Martin non voleva, Gaeta aveva ragione, ma quando avrebbero potuto farlo mai? Quale momento sarebbe stato buono, per sentirsi dire di essere stato lo strumento di un gioco nato giusto per togliersi uno sfizio?
Gaeta era ammutolito ed iniziava con tutto il proprio corpo a riprendere una posizione più neutrale rispetto a Martin, sedendosi più compostamente, tirando su le gambe e facendo ciò che Martin temeva sarebbe successo presto, e che per paura accadesse, aveva finito con l'accelerare. Gaeta aprì le braccia lasciando libero Martin di sollevarsi e Martin si staccò da lui, uscì dal suo abbraccio e mentre lo faceva dovette ammettere che gli sembrava che gli si stesse staccando il cuore dal petto, in un movimento doloroso e contro natura. Martin era uscito dalle braccia di Gaeta per ritrovarsi solo a reggere il peso di se stesso e di tutte le sue emozioni, che si stavano strappando in mille pezzi, mentre lentamente perdeva il contatto con Gaeta, mentre il suo calore si dissolveva all'aria fresca della notte, fino a quando il taglio fra loro fu definitivo e totale, e Martin capì di essere nato, di essere tornato alla realtà ed al suo sapore bruciante fatto di delusione e vuoto intenso. Si pentì di aver preso quel discorso, e di aver avviato così presto la fine di quel sogno, ma ormai era troppo tardi, non poteva più fermare la naturale evoluzione della poca confidenza che avevano, e quando Gaeta salì alle sue spalle di un gradino, e si alzò via, e fece qualche passo alle sue spalle, a Martin sembrò di morire veramente, ed il colpo di grazia, sentì chiaramente di esserselo sparato in fronte con le proprie mani, come già in passato aveva fatto con Gaeta.

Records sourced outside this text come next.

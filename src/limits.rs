//! Hard input bounds. Every limit maps to a `LimitExceeded` error; none of
//! them are configurable at runtime.

/// Longest accepted service/profile name.
pub const MAX_NAME_LEN: usize = 200;

/// Longest accepted free-text field (contact info, address, category).
pub const MAX_TEXT_LEN: usize = 255;

/// Catalog size cap per tenant.
pub const MAX_SERVICES: usize = 10_000;

/// Cart entries per customer; also the largest possible booking group.
pub const MAX_CART_ITEMS: usize = 50;

/// Booking items a single vendor can hold.
pub const MAX_BOOKINGS_PER_VENDOR: usize = 100_000;

/// Offerings a single vendor can register.
pub const MAX_OFFERINGS_PER_VENDOR: usize = 500;

/// Service/offering duration cap — one full day.
pub const MAX_DURATION_MIN: u32 = 1_440;

/// Price cap in minor units (guards against accidental overflow input).
pub const MAX_PRICE_CENTS: i64 = 100_000_000;

/// Accepted scheduling horizon for preferred dates.
pub const MIN_SCHEDULE_YEAR: i32 = 2000;
pub const MAX_SCHEDULE_YEAR: i32 = 2100;

/// Booking list pagination.
pub const DEFAULT_PAGE_SIZE: usize = 50;
pub const MAX_PAGE_SIZE: usize = 200;

/// Tenant registry bounds.
pub const MAX_TENANTS: usize = 64;
pub const MAX_TENANT_NAME_LEN: usize = 128;
use chrono::{NaiveDate, NaiveDateTime, NaiveTime};
use serde::{Deserialize, Serialize, Serializer};
use uuid::Uuid;

/// Half-open range `[start, end)` on the local civil timeline.
#[derive(Debug, Clone, Copy, PartialEq, Eq, Serialize, Deserialize)]
pub struct TimeRange {
    pub start: NaiveDateTime,
    pub end: NaiveDateTime,
}

impl TimeRange {
    pub fn new(start: NaiveDateTime, end: NaiveDateTime) -> Self {
        debug_assert!(start <= end, "TimeRange start must not be after end");
        Self { start, end }
    }

    /// Strict half-open intersection. Touching endpoints do not overlap,
    /// so back-to-back bookings are legal; zero-length ranges overlap
    /// nothing, including themselves.
    pub fn overlaps(&self, other: &TimeRange) -> bool {
        self.start < other.end && other.start < self.end
    }

    pub fn duration_minutes(&self) -> i64 {
        (self.end - self.start).num_minutes()
    }
}

/// A catalog service operators seed into the marketplace.
#[derive(Debug, Clone, PartialEq, Eq, Serialize, Deserialize)]
pub struct Service {
    pub id: Uuid,
    pub name: String,
    /// e.g. wash / detail / maintenance / repair
    pub category: String,
    /// Minor currency units.
    pub base_price_cents: i64,
    /// Default duration; an offering may override it.
    pub duration_min: u32,
    pub active: bool,
}

/// Contact card shared by customers and vendors.
#[derive(Debug, Clone, Default, PartialEq, Eq, Serialize, Deserialize)]
pub struct Profile {
    pub fullname: String,
    pub contact_info: String,
    pub address: String,
}

#[derive(Debug, Clone, PartialEq, Eq, Serialize, Deserialize)]
pub struct Customer {
    pub id: Uuid,
    pub profile: Profile,
}

/// A vendor's price/duration for one catalog service. At most one offering
/// exists per (vendor, service) pair — it is keyed by service id inside
/// the vendor state.
#[derive(Debug, Clone, PartialEq, Eq, Serialize, Deserialize)]
pub struct Offering {
    pub service_id: Uuid,
    pub price_cents: i64,
    pub duration_min: u32,
    pub active: bool,
}

/// A desired appointment sitting in a customer's cart.
#[derive(Debug, Clone, PartialEq, Eq, Serialize, Deserialize)]
pub struct CartItem {
    pub id: Uuid,
    pub customer_id: Uuid,
    pub vendor_id: Uuid,
    pub service_id: Uuid,
    pub preferred_date: NaiveDate,
    pub preferred_time: NaiveTime,
}

/// Lifecycle of a booking item. `Processing` is the initial state;
/// `CustomerConfirmed` and `Cancelled` are terminal.
#[derive(Debug, Clone, Copy, PartialEq, Eq, Serialize, Deserialize)]
pub enum ItemStatus {
    Processing,
    VendorDone,
    CustomerConfirmed,
    Cancelled,
}

impl ItemStatus {
    pub fn as_str(&self) -> &'static str {
        match self {
            ItemStatus::Processing => "processing",
            ItemStatus::VendorDone => "vendor_done",
            ItemStatus::CustomerConfirmed => "customer_confirmed",
            ItemStatus::Cancelled => "cancelled",
        }
    }

    pub fn parse(s: &str) -> Option<Self> {
        match s {
            "processing" => Some(ItemStatus::Processing),
            "vendor_done" => Some(ItemStatus::VendorDone),
            "customer_confirmed" => Some(ItemStatus::CustomerConfirmed),
            "cancelled" => Some(ItemStatus::Cancelled),
            _ => None,
        }
    }
}

impl std::fmt::Display for ItemStatus {
    fn fmt(&self, f: &mut std::fmt::Formatter<'_>) -> std::fmt::Result {
        f.write_str(self.as_str())
    }
}

/// Which side of the marketplace an authenticated caller acts for.
#[derive(Debug, Clone, Copy, PartialEq, Eq)]
pub enum Role {
    Customer,
    Vendor,
}

/// An authenticated caller: a role tag plus the profile id it acts as.
/// Mutations check the principal against the record's owning reference and
/// report a mismatch as not-found, never as forbidden.
#[derive(Debug, Clone, Copy, PartialEq, Eq)]
pub struct Principal {
    pub role: Role,
    pub id: Uuid,
}

/// Catalog values copied onto a booking item at checkout. Later offering or
/// service edits never alter historical bookings.
#[derive(Debug, Clone, PartialEq, Eq, Serialize, Deserialize)]
pub struct ServiceSnapshot {
    pub name: String,
    pub price_cents: i64,
    pub duration_min: u32,
}

/// One schedulable unit of work, owned by its booking group and indexed by
/// vendor and customer. `start_time`/`end_time` are derived at creation
/// (start = preferred date+time, end = start + snapshotted duration) and
/// are always present.
#[derive(Debug, Clone, PartialEq, Eq, Serialize, Deserialize)]
pub struct BookingItem {
    pub id: Uuid,
    pub group_id: Uuid,
    pub customer_id: Uuid,
    pub vendor_id: Uuid,
    pub service_id: Uuid,
    pub snapshot: ServiceSnapshot,
    pub preferred_date: NaiveDate,
    pub preferred_time: NaiveTime,
    pub start_time: NaiveDateTime,
    pub end_time: NaiveDateTime,
    pub status: ItemStatus,
    pub vendor_done_at: Option<NaiveDateTime>,
    pub confirmed_at: Option<NaiveDateTime>,
}

impl BookingItem {
    /// The span this item occupies on the vendor's calendar.
    pub fn occupancy(&self) -> TimeRange {
        TimeRange::new(self.start_time, self.end_time)
    }
}

#[derive(Debug, Clone, Copy, PartialEq, Eq, Serialize, Deserialize)]
pub enum PaymentMethod {
    Card,
    Cash,
    Wallet,
    External,
}

impl PaymentMethod {
    pub fn as_str(&self) -> &'static str {
        match self {
            PaymentMethod::Card => "card",
            PaymentMethod::Cash => "cash",
            PaymentMethod::Wallet => "wallet",
            PaymentMethod::External => "external",
        }
    }

    pub fn parse(s: &str) -> Option<Self> {
        match s {
            "card" => Some(PaymentMethod::Card),
            "cash" => Some(PaymentMethod::Cash),
            "wallet" => Some(PaymentMethod::Wallet),
            "external" => Some(PaymentMethod::External),
            _ => None,
        }
    }
}

/// Payment is a record, not a workflow: the total of the item price
/// snapshots and the chosen method, fixed at checkout.
#[derive(Debug, Clone, PartialEq, Eq, Serialize, Deserialize)]
pub struct Payment {
    pub total_cents: i64,
    pub method: PaymentMethod,
}

/// One checkout transaction. Items are created with the group and only die
/// with it (cascade delete); the contact snapshot freezes the customer's
/// profile as it was at booking time.
#[derive(Debug, Clone, PartialEq, Eq, Serialize, Deserialize)]
pub struct BookingGroup {
    pub id: Uuid,
    pub customer_id: Uuid,
    pub contact_snapshot: Profile,
    pub payment: Payment,
    pub item_ids: Vec<Uuid>,
    pub created_at: NaiveDateTime,
}

/// Per-vendor live state: profile, offerings keyed by service id, and the
/// vendor's booking items sorted by `start_time`.
#[derive(Debug, Clone)]
pub struct VendorState {
    pub id: Uuid,
    pub profile: Profile,
    pub offerings: std::collections::HashMap<Uuid, Offering>,
    pub bookings: Vec<BookingItem>,
}

impl VendorState {
    pub fn new(id: Uuid, profile: Profile) -> Self {
        Self {
            id,
            profile,
            offerings: std::collections::HashMap::new(),
            bookings: Vec::new(),
        }
    }

    /// Insert keeping the list sorted by `start_time`.
    pub fn insert_booking(&mut self, item: BookingItem) {
        let pos = self
            .bookings
            .binary_search_by_key(&item.start_time, |b| b.start_time)
            .unwrap_or_else(|e| e);
        self.bookings.insert(pos, item);
    }

    pub fn remove_booking(&mut self, id: Uuid) -> Option<BookingItem> {
        let pos = self.bookings.iter().position(|b| b.id == id)?;
        Some(self.bookings.remove(pos))
    }

    pub fn booking(&self, id: Uuid) -> Option<&BookingItem> {
        self.bookings.iter().find(|b| b.id == id)
    }

    pub fn booking_mut(&mut self, id: Uuid) -> Option<&mut BookingItem> {
        self.bookings.iter_mut().find(|b| b.id == id)
    }

    /// Items whose `start_time` falls on `date`, cancelled ones excluded.
    /// Binary search skips everything before the day.
    pub fn bookings_on(&self, date: NaiveDate) -> impl Iterator<Item = &BookingItem> {
        let day_start = date.and_time(NaiveTime::MIN);
        let lo = self.bookings.partition_point(|b| b.start_time < day_start);
        self.bookings[lo..]
            .iter()
            .take_while(move |b| b.start_time.date() == date)
            .filter(|b| b.status != ItemStatus::Cancelled)
    }
}

/// WAL record format — flat, one variant per state change.
#[derive(Debug, Clone, PartialEq, Eq, Serialize, Deserialize)]
pub enum Event {
    ServiceSeeded {
        service: Service,
    },
    ServiceRetired {
        id: Uuid,
    },
    CustomerUpserted {
        id: Uuid,
        profile: Profile,
    },
    VendorUpserted {
        id: Uuid,
        profile: Profile,
    },
    OfferingUpserted {
        vendor_id: Uuid,
        offering: Offering,
    },
    OfferingRemoved {
        vendor_id: Uuid,
        service_id: Uuid,
    },
    CartItemAdded {
        item: CartItem,
    },
    CartItemRescheduled {
        id: Uuid,
        customer_id: Uuid,
        preferred_date: NaiveDate,
        preferred_time: NaiveTime,
    },
    CartItemRemoved {
        id: Uuid,
        customer_id: Uuid,
    },
    GroupCreated {
        group: BookingGroup,
        items: Vec<BookingItem>,
    },
    ItemStatusChanged {
        id: Uuid,
        vendor_id: Uuid,
        status: ItemStatus,
        stamped_at: Option<NaiveDateTime>,
    },
    GroupDeleted {
        id: Uuid,
    },
}

// ── Query result types ───────────────────────────────────────────

/// A vendor offering joined with its catalog service name.
#[derive(Debug, Clone, PartialEq, Eq, Serialize)]
pub struct OfferingInfo {
    pub service_id: Uuid,
    pub service_name: String,
    pub price_cents: i64,
    pub duration_min: u32,
    pub active: bool,
}

fn serialize_hhmm<S: Serializer>(t: &NaiveTime, s: S) -> Result<S::Ok, S::Error> {
    s.serialize_str(&t.format("%H:%M").to_string())
}

/// One grid slot. Ephemeral — computed per query, never stored.
#[derive(Debug, Clone, Copy, PartialEq, Eq, Serialize)]
pub struct Slot {
    #[serde(serialize_with = "serialize_hhmm")]
    pub time: NaiveTime,
    pub is_available: bool,
}

/// Result of a slot query. Serializes to the wire JSON contract:
/// `{"vendor_id", "service_id", "date", "slots": [{"time", "is_available"}]}`.
#[derive(Debug, Clone, PartialEq, Eq, Serialize)]
pub struct SlotDay {
    pub vendor_id: Uuid,
    pub service_id: Uuid,
    pub date: NaiveDate,
    pub slots: Vec<Slot>,
}
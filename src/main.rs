use std::path::PathBuf;
use std::sync::Arc;
use std::time::Duration;

use tokio::net::TcpListener;
use tokio::sync::Semaphore;
use tracing::{error, info, warn};

use forecourt::calendar::WorkingCalendar;
use forecourt::observability;
use forecourt::tenant::TenantManager;
use forecourt::wire;

fn env_or(name: &str, default: &str) -> String {
    std::env::var(name).unwrap_or_else(|_| default.into())
}

fn env_parse<T: std::str::FromStr>(name: &str) -> Option<T> {
    std::env::var(name).ok().and_then(|s| s.parse().ok())
}

/// Resolves on ctrl-c or, on unix, SIGTERM.
async fn shutdown_signal() {
    let ctrl_c = tokio::signal::ctrl_c();
    #[cfg(unix)]
    {
        let mut sigterm = tokio::signal::unix::signal(tokio::signal::unix::SignalKind::terminate())
            .expect("failed to register SIGTERM handler");
        tokio::select! {
            _ = ctrl_c => {}
            _ = sigterm.recv() => {}
        }
    }
    #[cfg(not(unix))]
    {
        ctrl_c.await.ok();
    }
}

#[tokio::main]
async fn main() -> Result<(), Box<dyn std::error::Error>> {
    tracing_subscriber::fmt::init();

    let metrics_port: Option<u16> = env_parse("FORECOURT_METRICS_PORT");
    observability::init(metrics_port);

    let port = env_or("FORECOURT_PORT", "5434");
    let bind = env_or("FORECOURT_BIND", "0.0.0.0");
    let data_dir = env_or("FORECOURT_DATA_DIR", "./data");
    let password = env_or("FORECOURT_PASSWORD", "forecourt");
    let max_connections: usize = env_parse("FORECOURT_MAX_CONNECTIONS").unwrap_or(256);
    let compact_threshold: u64 = env_parse("FORECOURT_COMPACT_THRESHOLD").unwrap_or(1000);
    let calendar = WorkingCalendar::from_env();

    let tls_cert = std::env::var("FORECOURT_TLS_CERT").ok();
    let tls_key = std::env::var("FORECOURT_TLS_KEY").ok();
    let tls_acceptor = forecourt::tls::load_tls_acceptor(tls_cert.as_deref(), tls_key.as_deref())?;

    std::fs::create_dir_all(&data_dir)?;

    let tenant_manager = Arc::new(TenantManager::new(
        PathBuf::from(&data_dir),
        compact_threshold,
        calendar.clone(),
    ));
    let semaphore = Arc::new(Semaphore::new(max_connections));

    let addr = format!("{bind}:{port}");
    let listener = TcpListener::bind(&addr).await?;
    info!("forecourt listening on {addr}");
    info!("  data_dir: {data_dir}");
    info!("  max_connections: {max_connections}");
    info!(
        "  working window: {}-{}, {}min grid",
        calendar.day_start.format("%H:%M"),
        calendar.day_end.format("%H:%M"),
        calendar.slot_minutes
    );
    info!(
        "  tls: {}",
        if tls_acceptor.is_some() { "on" } else { "off" }
    );
    match metrics_port {
        Some(p) => info!("  metrics: http://0.0.0.0:{p}/metrics"),
        None => info!("  metrics: disabled"),
    }

    // Accept until a shutdown signal arrives, then stop taking new
    // connections and drain the in-flight ones.
    let shutdown = shutdown_signal();
    tokio::pin!(shutdown);

    loop {
        tokio::select! {
            accepted = listener.accept() => {
                let (socket, peer) = match accepted {
                    Ok(conn) => conn,
                    Err(e) => {
                        error!("accept error: {e}");
                        continue;
                    }
                };

                let Ok(permit) = semaphore.clone().try_acquire_owned() else {
                    warn!("refusing {peer}: connection limit reached");
                    metrics::counter!(observability::CONNECTIONS_REJECTED_TOTAL).increment(1);
                    continue;
                };

                info!("connection from {peer}");
                metrics::counter!(observability::CONNECTIONS_TOTAL).increment(1);
                metrics::gauge!(observability::CONNECTIONS_ACTIVE).increment(1.0);
                let tm = tenant_manager.clone();
                let pw = password.clone();
                let tls = tls_acceptor.clone();

                tokio::spawn(async move {
                    let _permit = permit; // held until the connection closes
                    if let Err(e) = wire::process_connection(socket, tm, pw, tls).await {
                        error!("connection error from {peer}: {e}");
                    }
                    metrics::gauge!(observability::CONNECTIONS_ACTIVE).decrement(1.0);
                });
            }
            _ = &mut shutdown => {
                info!("shutdown signal received, stopping accept loop");
                break;
            }
        }
    }

    info!("draining connections...");
    let deadline = tokio::time::Instant::now() + Duration::from_secs(10);
    while semaphore.available_permits() < max_connections {
        if tokio::time::Instant::now() >= deadline {
            let open = max_connections - semaphore.available_permits();
            warn!("drain timeout, {open} connections still open");
            break;
        }
        tokio::time::sleep(Duration::from_millis(100)).await;
    }
    if semaphore.available_permits() == max_connections {
        info!("all connections drained");
    }

    info!("forecourt stopped");
    Ok(())
}
mod error;
pub mod lifecycle;
mod mutations;
mod queries;
pub mod slots;
#[cfg(test)]
mod tests;

pub use error::EngineError;
pub use lifecycle::{transition, Stamp};
pub use slots::slot_grid;

use std::io;
use std::path::PathBuf;
use std::sync::Arc;

use chrono::NaiveDateTime;
use dashmap::DashMap;
use tokio::sync::{mpsc, oneshot, RwLock};
use uuid::Uuid;

use crate::calendar::WorkingCalendar;
use crate::model::*;
use crate::notify::NotifyHub;
use crate::wal::Wal;

pub type SharedVendorState = Arc<RwLock<VendorState>>;

pub(crate) fn now_local() -> NaiveDateTime {
    chrono::Local::now().naive_local()
}

// ── Group-commit WAL channel ─────────────────────────────────────

pub(super) enum WalCommand {
    Append {
        event: Event,
        response: oneshot::Sender<io::Result<()>>,
    },
    Compact {
        events: Vec<Event>,
        response: oneshot::Sender<io::Result<()>>,
    },
    AppendsSinceCompact {
        response: oneshot::Sender<u64>,
    },
}

/// Background task owning the WAL. Appends are batched: the first Append
/// blocks, every immediately available Append joins its batch, then one
/// fsync commits them all and every sender gets the shared result.
async fn wal_writer_loop(mut wal: Wal, mut rx: mpsc::Receiver<WalCommand>) {
    while let Some(cmd) = rx.recv().await {
        match cmd {
            WalCommand::Append { event, response } => {
                let mut batch = vec![(event, response)];

                loop {
                    match rx.try_recv() {
                        Ok(WalCommand::Append { event, response }) => {
                            batch.push((event, response));
                        }
                        Ok(other) => {
                            flush_and_respond(&mut wal, &mut batch);
                            handle_non_append(&mut wal, other);
                            break;
                        }
                        Err(_) => break,
                    }
                }

                if !batch.is_empty() {
                    flush_and_respond(&mut wal, &mut batch);
                }
            }
            other => handle_non_append(&mut wal, other),
        }
    }
}

fn flush_and_respond(wal: &mut Wal, batch: &mut Vec<(Event, oneshot::Sender<io::Result<()>>)>) {
    metrics::histogram!(crate::observability::WAL_FLUSH_BATCH_SIZE).record(batch.len() as f64);
    let flush_start = std::time::Instant::now();
    let result = flush_batch(wal, batch);
    metrics::histogram!(crate::observability::WAL_FLUSH_DURATION_SECONDS)
        .record(flush_start.elapsed().as_secs_f64());
    for (_, tx) in batch.drain(..) {
        let r = match &result {
            Ok(()) => Ok(()),
            Err(e) => Err(io::Error::new(e.kind(), e.to_string())),
        };
        let _ = tx.send(r);
    }
}

fn flush_batch(
    wal: &mut Wal,
    batch: &mut [(Event, oneshot::Sender<io::Result<()>>)],
) -> io::Result<()> {
    let mut failed = None;
    for (event, _) in batch.iter() {
        if let Err(e) = wal.append_buffered(event) {
            failed = Some(e);
            break;
        }
    }
    // Flush even after an append error so partially buffered bytes cannot
    // leak into the next batch (these callers are all told they failed).
    let flushed = wal.flush_sync();
    match failed {
        Some(e) => Err(e),
        None => flushed,
    }
}

fn handle_non_append(wal: &mut Wal, cmd: WalCommand) {
    match cmd {
        WalCommand::Compact { events, response } => {
            let result = Wal::write_compact_file(wal.path(), &events)
                .and_then(|()| wal.swap_compact_file());
            let _ = response.send(result);
        }
        WalCommand::AppendsSinceCompact { response } => {
            let _ = response.send(wal.appends_since_compact());
        }
        WalCommand::Append { .. } => unreachable!(),
    }
}

// ── Engine ───────────────────────────────────────────────────────

/// One tenant's marketplace: catalog, profiles, carts, bookings, and the
/// WAL that makes them durable. All maps are keyed by UUID; per-vendor
/// state (offerings + booking list) sits behind its own `RwLock` so slot
/// queries and checkouts touching different vendors never contend.
pub struct Engine {
    calendar: WorkingCalendar,
    pub services: DashMap<Uuid, Service>,
    pub customers: DashMap<Uuid, Customer>,
    pub vendors: DashMap<Uuid, SharedVendorState>,
    pub(super) carts: DashMap<Uuid, Vec<CartItem>>,
    pub(super) groups: DashMap<Uuid, BookingGroup>,
    /// Reverse lookup: booking item id → owning vendor id.
    pub(super) item_to_vendor: DashMap<Uuid, Uuid>,
    /// Customer id → booking item ids, for customer-side listings.
    pub(super) customer_items: DashMap<Uuid, Vec<Uuid>>,
    pub(super) wal_tx: mpsc::Sender<WalCommand>,
    pub notify: Arc<NotifyHub>,
}

impl std::fmt::Debug for Engine {
    fn fmt(&self, f: &mut std::fmt::Formatter<'_>) -> std::fmt::Result {
        f.debug_struct("Engine")
            .field("services", &self.services.len())
            .field("customers", &self.customers.len())
            .field("vendors", &self.vendors.len())
            .finish_non_exhaustive()
    }
}

/// Set a status and its timestamp side effect on an item.
pub(super) fn apply_status(
    item: &mut BookingItem,
    status: ItemStatus,
    stamped_at: Option<NaiveDateTime>,
) {
    match status {
        ItemStatus::VendorDone => item.vendor_done_at = stamped_at,
        ItemStatus::CustomerConfirmed => item.confirmed_at = stamped_at,
        ItemStatus::Processing | ItemStatus::Cancelled => {}
    }
    item.status = status;
}

impl Engine {
    pub fn new(
        wal_path: PathBuf,
        calendar: WorkingCalendar,
        notify: Arc<NotifyHub>,
    ) -> io::Result<Self> {
        let events = Wal::replay(&wal_path)?;
        let wal = Wal::open(&wal_path)?;
        let (wal_tx, wal_rx) = mpsc::channel(4096);
        tokio::spawn(wal_writer_loop(wal, wal_rx));

        let engine = Self {
            calendar,
            services: DashMap::new(),
            customers: DashMap::new(),
            vendors: DashMap::new(),
            carts: DashMap::new(),
            groups: DashMap::new(),
            item_to_vendor: DashMap::new(),
            customer_items: DashMap::new(),
            wal_tx,
            notify,
        };

        for event in &events {
            engine.replay_apply(event);
        }

        Ok(engine)
    }

    pub fn calendar(&self) -> &WorkingCalendar {
        &self.calendar
    }

    pub fn vendor_state(&self, id: &Uuid) -> Option<SharedVendorState> {
        self.vendors.get(id).map(|e| e.value().clone())
    }

    pub fn vendor_of_item(&self, item_id: &Uuid) -> Option<Uuid> {
        self.item_to_vendor.get(item_id).map(|e| *e.value())
    }

    /// Make an event durable through the background group-commit writer.
    /// Mutations call this before touching in-memory state, so a WAL
    /// failure leaves the engine unchanged.
    pub(super) async fn commit(&self, event: &Event) -> Result<(), EngineError> {
        let (tx, rx) = oneshot::channel();
        self.wal_tx
            .send(WalCommand::Append {
                event: event.clone(),
                response: tx,
            })
            .await
            .map_err(|_| EngineError::WalError("WAL writer shut down".into()))?;
        rx.await
            .map_err(|_| EngineError::WalError("WAL writer dropped response".into()))?
            .map_err(|e| EngineError::WalError(e.to_string()))
    }

    /// Item id → owning vendor, write-locked. Unknown items surface as
    /// not-found on the booking, not the vendor.
    pub(super) async fn resolve_item_write(
        &self,
        item_id: &Uuid,
    ) -> Result<(Uuid, tokio::sync::OwnedRwLockWriteGuard<VendorState>), EngineError> {
        let vendor_id = self.vendor_of_item(item_id).ok_or(EngineError::NotFound {
            what: "booking",
            id: *item_id,
        })?;
        let vs = self.vendor_state(&vendor_id).ok_or(EngineError::NotFound {
            what: "vendor",
            id: vendor_id,
        })?;
        let guard = vs.write_owned().await;
        Ok((vendor_id, guard))
    }

    pub(super) fn index_item(&self, item: &BookingItem) {
        self.item_to_vendor.insert(item.id, item.vendor_id);
        self.customer_items
            .entry(item.customer_id)
            .or_default()
            .push(item.id);
    }

    pub(super) fn unindex_item(&self, item_id: Uuid, customer_id: Uuid) {
        self.item_to_vendor.remove(&item_id);
        if let Some(mut ids) = self.customer_items.get_mut(&customer_id) {
            ids.retain(|i| *i != item_id);
        }
    }

    /// Rebuild state from one replayed event. Startup only: we are the
    /// sole owner of every vendor Arc here, so `try_write` cannot fail.
    fn replay_apply(&self, event: &Event) {
        match event {
            Event::ServiceSeeded { service } => {
                self.services.insert(service.id, service.clone());
            }
            Event::ServiceRetired { id } => {
                if let Some(mut svc) = self.services.get_mut(id) {
                    svc.active = false;
                }
            }
            Event::CustomerUpserted { id, profile } => {
                self.customers.insert(
                    *id,
                    Customer {
                        id: *id,
                        profile: profile.clone(),
                    },
                );
            }
            Event::VendorUpserted { id, profile } => {
                if let Some(vs) = self.vendor_state(id) {
                    vs.try_write().expect("replay: uncontended write").profile = profile.clone();
                } else {
                    self.vendors.insert(
                        *id,
                        Arc::new(RwLock::new(VendorState::new(*id, profile.clone()))),
                    );
                }
            }
            Event::OfferingUpserted {
                vendor_id,
                offering,
            } => {
                if let Some(vs) = self.vendor_state(vendor_id) {
                    vs.try_write()
                        .expect("replay: uncontended write")
                        .offerings
                        .insert(offering.service_id, offering.clone());
                }
            }
            Event::OfferingRemoved {
                vendor_id,
                service_id,
            } => {
                if let Some(vs) = self.vendor_state(vendor_id) {
                    vs.try_write()
                        .expect("replay: uncontended write")
                        .offerings
                        .remove(service_id);
                }
            }
            Event::CartItemAdded { item } => {
                self.carts
                    .entry(item.customer_id)
                    .or_default()
                    .push(item.clone());
            }
            Event::CartItemRescheduled {
                id,
                customer_id,
                preferred_date,
                preferred_time,
            } => {
                if let Some(mut cart) = self.carts.get_mut(customer_id)
                    && let Some(item) = cart.iter_mut().find(|i| i.id == *id)
                {
                    item.preferred_date = *preferred_date;
                    item.preferred_time = *preferred_time;
                }
            }
            Event::CartItemRemoved { id, customer_id } => {
                if let Some(mut cart) = self.carts.get_mut(customer_id) {
                    cart.retain(|i| i.id != *id);
                }
            }
            Event::GroupCreated { group, items } => {
                self.groups.insert(group.id, group.clone());
                self.carts.remove(&group.customer_id);
                for item in items {
                    if let Some(vs) = self.vendor_state(&item.vendor_id) {
                        vs.try_write()
                            .expect("replay: uncontended write")
                            .insert_booking(item.clone());
                    }
                    self.index_item(item);
                }
            }
            Event::ItemStatusChanged {
                id,
                vendor_id,
                status,
                stamped_at,
            } => {
                if let Some(vs) = self.vendor_state(vendor_id) {
                    let mut guard = vs.try_write().expect("replay: uncontended write");
                    if let Some(item) = guard.booking_mut(*id) {
                        apply_status(item, *status, *stamped_at);
                    }
                }
            }
            Event::GroupDeleted { id } => {
                if let Some((_, group)) = self.groups.remove(id) {
                    for item_id in &group.item_ids {
                        if let Some(vendor_id) = self.vendor_of_item(item_id)
                            && let Some(vs) = self.vendor_state(&vendor_id)
                        {
                            vs.try_write()
                                .expect("replay: uncontended write")
                                .remove_booking(*item_id);
                        }
                        self.unindex_item(*item_id, group.customer_id);
                    }
                }
            }
        }
    }
}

Martin era rimasto seduto sul cemento gelido, abbandonato in una pozza di se stesso, con il torace ancora esposto al freddo della notte in spiaggia e si rese conto di quanto quella notte fosse stata gelida per come gli fu gelida immediatamente sulla pelle senza le carezze di Gaeta ed il suo corpo ad avvolgerlo da ogni parte. Già gli mancava, già sentiva di dolore di averlo accanto eppure lontanissimo, e non aveva il coraggio di voltarsi, di vedere dove fosse finito Gaeta, di quanto si fosse allontanato alle sue spalle verso l'auto. Solo rimaneva sconvolto e solo, seduto in terra, compatto in un raccoglimento di un gomitolo sfilacciato e tremante al punto da non riuscire ad agganciare la cerniera lampo della felpa dilaniata dalle carezze di Gaeta sul suo corpo semi nudo, che era sopravvissuto alle sue attenzioni, ma che aveva perso definitivamente la speranza di poterne ricevere ancora. Martin cercava di coprirsi senza riuscirci, e nel frattempo soffriva il freddo più agghiacciante della sua vita.